> [MATERIAL SUPPLIED]
//! The ROHC decompression engine.
//!
//! `RohcDecompressor` owns the context registry and the channel-wide
//! configuration (CID encoding, enabled profiles, repair budget, list
//! window). Per packet it strips the CID framing, routes to the right
//! context — creating one when an IR packet arrives for a new CID — and
//! delegates to the generic profile pipeline. Decompression is a pure
//! function of (packet bytes, context state, time); the engine itself is a
//! value with no process-wide state.

use std::sync::Arc;
use std::time::Duration;

use crate::bitstream::sdvl_decode;
use crate::constants::{
    DEFAULT_CORRECTION_COUNTER_MAX, DEFAULT_LIST_WINDOW, MIN_LIST_WINDOW,
    ROHC_ADD_CID_PREFIX_MASK, ROHC_ADD_CID_PREFIX_VALUE, ROHC_IR_D_BIT_MASK,
    ROHC_IR_PACKET_TYPE_BASE, ROHC_SMALL_CID_MASK,
};
use crate::context_manager::ContextManager;
use crate::crc::CrcCalculators;
use crate::error::{DecompressionError, ParseContext, RohcError, RohcParsingError};
use crate::feedback::{build_feedback1, build_feedback2, FeedbackAckType};
use crate::packet_defs::{CidType, RohcProfile};
use crate::profiles::generic::{
    decompress_packet, CidFraming, DecompressorMode, GenericDecompressorContext,
};
use crate::time::{Clock, SystemClock};
use crate::types::{ContextId, SequenceNumber};

/// Channel-wide decompressor configuration.
#[derive(Debug, Clone)]
pub struct DecompressorConfig {
    /// CID encoding negotiated for the channel.
    pub cid_type: CidType,
    /// Upper bound on CID values (at most 15 for small CIDs).
    pub max_cid: ContextId,
    /// Profiles this channel accepts in IR packets.
    pub enabled_profiles: Vec<RohcProfile>,
    /// Repair budget before a context is demoted (RFC 3095 `e`/`f` bound).
    pub correction_counter_max: u8,
    /// Extension-header list generation window (at least 2).
    pub list_window: usize,
    /// Inactive contexts older than this are eligible for pruning.
    pub context_timeout: Duration,
}

impl Default for DecompressorConfig {
    fn default() -> Self {
        Self {
            cid_type: CidType::Small,
            max_cid: ContextId::MAX_SMALL_CID,
            enabled_profiles: vec![
                RohcProfile::Uncompressed,
                RohcProfile::Rtp,
                RohcProfile::Udp,
                RohcProfile::Ip,
                RohcProfile::UdpLite,
            ],
            correction_counter_max: DEFAULT_CORRECTION_COUNTER_MAX,
            list_window: DEFAULT_LIST_WINDOW,
            context_timeout: Duration::from_secs(60 * 5),
        }
    }
}

impl DecompressorConfig {
    fn validate(&self) -> Result<(), RohcError> {
        let cid_bound = match self.cid_type {
            CidType::Small => ContextId::MAX_SMALL_CID,
            CidType::Large => ContextId::MAX_LARGE_CID,
        };
        if self.max_cid > cid_bound {
            return Err(RohcError::Decompression(DecompressionError::CidOutOfRange {
                cid: self.max_cid,
                max_cid: cid_bound,
            }));
        }
        if self.list_window < MIN_LIST_WINDOW {
            return Err(RohcError::Parsing(RohcParsingError::InvalidFieldValue {
                field: crate::error::Field::BufferSize,
                context: ParseContext::ListEncoding,
                expected: MIN_LIST_WINDOW as u32,
                got: self.list_window as u32,
            }));
        }
        Ok(())
    }
}

/// The ROHC decompression engine for one channel.
#[derive(Debug)]
pub struct RohcDecompressor {
    config: DecompressorConfig,
    contexts: ContextManager,
    crc_calculators: CrcCalculators,
    clock: Arc<dyn Clock>,
}

impl RohcDecompressor {
    /// Creates an engine with the given configuration.
    ///
    /// # Errors
    /// - [`RohcError::Decompression`] - `max_cid` exceeds the CID encoding
    /// - [`RohcError::Parsing`] - `list_window` below the protocol minimum
    pub fn new(config: DecompressorConfig, clock: Arc<dyn Clock>) -> Result<Self, RohcError> {
        config.validate()?;
        Ok(Self {
            config,
            contexts: ContextManager::new(),
            crc_calculators: CrcCalculators::new(),
            clock,
        })
    }

    /// Engine with default configuration and the system clock.
    pub fn with_defaults() -> Self {
        Self::new(DecompressorConfig::default(), Arc::new(SystemClock))
            .expect("default configuration is valid")
    }

    /// Channel configuration.
    pub fn config(&self) -> &DecompressorConfig {
        &self.config
    }

    /// Access to the context registry.
    pub fn contexts(&self) -> &ContextManager {
        &self.contexts
    }

    /// Mutable access to the context registry (teardown, inspection).
    pub fn contexts_mut(&mut self) -> &mut ContextManager {
        &mut self.contexts
    }

    /// Decompresses one ROHC packet into a full uncompressed packet
    /// (headers plus the payload from the ROHC trailer), stamping it with
    /// the engine clock's current time.
    ///
    /// # Errors
    /// - [`RohcError::Parsing`] - Malformed framing or packet
    /// - [`RohcError::Decompression`] - Unknown CID with a non-IR packet,
    ///   disabled profile, CRC exhaustion, missing list reference
    pub fn decompress(&mut self, packet: &[u8]) -> Result<Vec<u8>, RohcError> {
        let now = self.clock.now();
        self.decompress_at(packet, now)
    }

    /// Decompresses one ROHC packet with an explicit arrival timestamp.
    ///
    /// Decompression is a pure function of (packet bytes, context state,
    /// timestamp); callers that timestamp packets at the I/O boundary feed
    /// that instant here so clock-based repair sees arrival times rather
    /// than processing times.
    ///
    /// # Errors
    /// Same as [`decompress`](Self::decompress).
    pub fn decompress_at(
        &mut self,
        packet: &[u8],
        now: std::time::Instant,
    ) -> Result<Vec<u8>, RohcError> {
        if packet.is_empty() {
            return Err(RohcError::Parsing(RohcParsingError::NotEnoughData {
                needed: 1,
                got: 0,
                context: ParseContext::RohcPacketInput,
            }));
        }

        let framing = self.parse_cid_framing(packet)?;
        if framing.cid > self.config.max_cid {
            return Err(RohcError::Decompression(DecompressionError::CidOutOfRange {
                cid: framing.cid,
                max_cid: self.config.max_cid,
            }));
        }

        let type_octet = packet[framing.type_octet_index()];
        let is_ir = (type_octet & !ROHC_IR_D_BIT_MASK) == ROHC_IR_PACKET_TYPE_BASE;

        // An IR names its profile on the wire; anything else runs under
        // the context's established profile.
        let ir_profile = if is_ir {
            Some(self.peek_ir_profile(packet, &framing)?)
        } else {
            None
        };

        if !self.contexts.contains(framing.cid) {
            // Only an IR packet can create a context.
            let Some(profile) = ir_profile else {
                return Err(RohcError::Decompression(DecompressionError::NoContext {
                    cid: framing.cid,
                }));
            };
            let context = GenericDecompressorContext::new(
                framing.cid,
                profile,
                self.config.correction_counter_max,
                self.config.list_window,
                now,
            );
            self.contexts.add_context(framing.cid, context);
        }

        let context = self.contexts.get_context_mut(framing.cid)?;
        let effective_profile = ir_profile.unwrap_or(context.profile);
        if effective_profile == RohcProfile::Uncompressed {
            return Self::passthrough(context, packet, &framing, &self.crc_calculators, type_octet);
        }

        decompress_packet(context, packet, &framing, &self.crc_calculators, now)
    }

    /// Builds a FEEDBACK-1 acknowledgment for a context's current SN.
    ///
    /// # Errors
    /// - [`RohcError::Decompression`] - Unknown CID
    /// - [`RohcError::Building`] - CID not expressible in the feedback form
    pub fn build_feedback1(&self, cid: ContextId, out: &mut [u8]) -> Result<usize, RohcError> {
        let context = self.contexts.get_context(cid)?;
        Ok(build_feedback1(cid, context.sn_ref, out)?)
    }

    /// Builds a FEEDBACK-2 payload; the acknowledgment type is the
    /// caller's call (typically a NACK after a demotion). An unknown CID
    /// is acceptable — a STATIC-NACK may concern a context that was never
    /// established — and acknowledges SN 0.
    ///
    /// # Errors
    /// - [`RohcError::Building`] - CID out of range for the feedback form
    pub fn build_feedback2(
        &self,
        cid: ContextId,
        ack_type: FeedbackAckType,
        out: &mut [u8],
    ) -> Result<usize, RohcError> {
        let sn = self
            .contexts
            .get_context(cid)
            .map(|context| context.sn_ref)
            .unwrap_or(SequenceNumber::INITIAL);
        Ok(build_feedback2(cid, ack_type, 0, sn, out)?)
    }

    /// Removes contexts that have been inactive beyond the configured
    /// timeout. Call periodically from the channel's housekeeping.
    pub fn prune_stale_contexts(&mut self) {
        let now = self.clock.now();
        let timeout = self.config.context_timeout;
        let stale: Vec<ContextId> = self
            .contexts
            .iter()
            .filter_map(|(cid, context)| {
                (now.saturating_duration_since(context.last_accessed) > timeout).then_some(*cid)
            })
            .collect();
        for cid in stale {
            tracing::debug!(%cid, "pruning stale context");
            self.contexts.remove_context(cid);
        }
    }

    fn parse_cid_framing(&self, packet: &[u8]) -> Result<CidFraming, RohcError> {
        match self.config.cid_type {
            CidType::Small => {
                let first = packet[0];
                if first & ROHC_ADD_CID_PREFIX_MASK == ROHC_ADD_CID_PREFIX_VALUE {
                    if packet.len() < 2 {
                        return Err(RohcError::Parsing(RohcParsingError::NotEnoughData {
                            needed: 2,
                            got: packet.len(),
                            context: ParseContext::CidParsing,
                        }));
                    }
                    Ok(CidFraming {
                        cid: ContextId::new((first & ROHC_SMALL_CID_MASK) as u16),
                        add_cid_present: true,
                        large_cid_len: 0,
                    })
                } else {
                    Ok(CidFraming {
                        cid: ContextId::new(0),
                        add_cid_present: false,
                        large_cid_len: 0,
                    })
                }
            }
            CidType::Large => {
                // The SDVL CID follows the packet type octet.
                let after_type = packet.get(1..).ok_or(RohcError::Parsing(
                    RohcParsingError::NotEnoughData {
                        needed: 2,
                        got: packet.len(),
                        context: ParseContext::CidParsing,
                    },
                ))?;
                let (cid_value, cid_len) = sdvl_decode(after_type)?;
                if cid_value > ContextId::MAX_LARGE_CID.value() as u32 {
                    return Err(RohcError::Decompression(
                        DecompressionError::CidOutOfRange {
                            cid: ContextId::new(cid_value.min(u16::MAX as u32) as u16),
                            max_cid: ContextId::MAX_LARGE_CID,
                        },
                    ));
                }
                Ok(CidFraming {
                    cid: ContextId::new(cid_value as u16),
                    add_cid_present: false,
                    large_cid_len: cid_len,
                })
            }
        }
    }

    fn peek_ir_profile(
        &self,
        packet: &[u8],
        framing: &CidFraming,
    ) -> Result<RohcProfile, RohcError> {
        let profile_index = framing.fields_start();
        let profile_byte =
            *packet
                .get(profile_index)
                .ok_or(RohcError::Parsing(RohcParsingError::NotEnoughData {
                    needed: profile_index + 1,
                    got: packet.len(),
                    context: ParseContext::IrPacketHeader,
                }))?;
        let profile = RohcProfile::from(profile_byte);
        if !self.config.enabled_profiles.contains(&profile) {
            return Err(RohcError::Decompression(
                DecompressionError::UnsupportedProfile(profile_byte),
            ));
        }
        Ok(profile)
    }

    /// Profile 0: packets travel uncompressed. IR packets carry the
    /// original packet as payload behind a CRC-8-protected header; normal
    /// packets are the original bytes with only CID framing spliced in.
    fn passthrough(
        context: &mut GenericDecompressorContext,
        packet: &[u8],
        framing: &CidFraming,
        crc_calculators: &CrcCalculators,
        type_octet: u8,
    ) -> Result<Vec<u8>, RohcError> {
        if (type_octet & !ROHC_IR_D_BIT_MASK) == ROHC_IR_PACKET_TYPE_BASE {
            let fields_start = framing.fields_start();
            let header_len = fields_start + 2;
            if packet.len() < header_len {
                return Err(RohcError::Parsing(RohcParsingError::NotEnoughData {
                    needed: header_len,
                    got: packet.len(),
                    context: ParseContext::IrPacketHeader,
                }));
            }
            let received = packet[fields_start + 1];
            let mut input = packet[..header_len].to_vec();
            input[fields_start + 1] = 0;
            let calculated = crc_calculators.crc8(&input);
            if calculated != received {
                return Err(RohcError::Parsing(RohcParsingError::CrcMismatch {
                    expected: received,
                    calculated,
                    crc_type: crate::error::CrcType::Crc8,
                }));
            }
            context.profile = RohcProfile::Uncompressed;
            context.mode = DecompressorMode::FullContext;
            return Ok(packet[header_len..].to_vec());
        }

        if context.mode != DecompressorMode::FullContext {
            return Err(RohcError::Decompression(DecompressionError::NoContext {
                cid: context.cid,
            }));
        }
        // Reassemble around the CID bytes: the original first octet sits
        // at the type position, the rest follows the framing.
        let mut out = Vec::with_capacity(packet.len());
        out.push(type_octet);
        out.extend_from_slice(&packet[framing.fields_start()..]);
        Ok(out)
    }
}

impl Default for RohcDecompressor {
    fn default() -> Self {
        Self::with_defaults()
    }
}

> [WORK TASK] Working from the material above, restate word for word the lines between the line with "for the feedback form" and the line with "let sn = self", both included, and only those.

> [ANSWER SPACE]
    /// - [`RohcError::Building`] - CID out of range for the feedback form
    pub fn build_feedback2(
        &self,
        cid: ContextId,
        ack_type: FeedbackAckType,
        out: &mut [u8],
    ) -> Result<usize, RohcError> {
        let sn = self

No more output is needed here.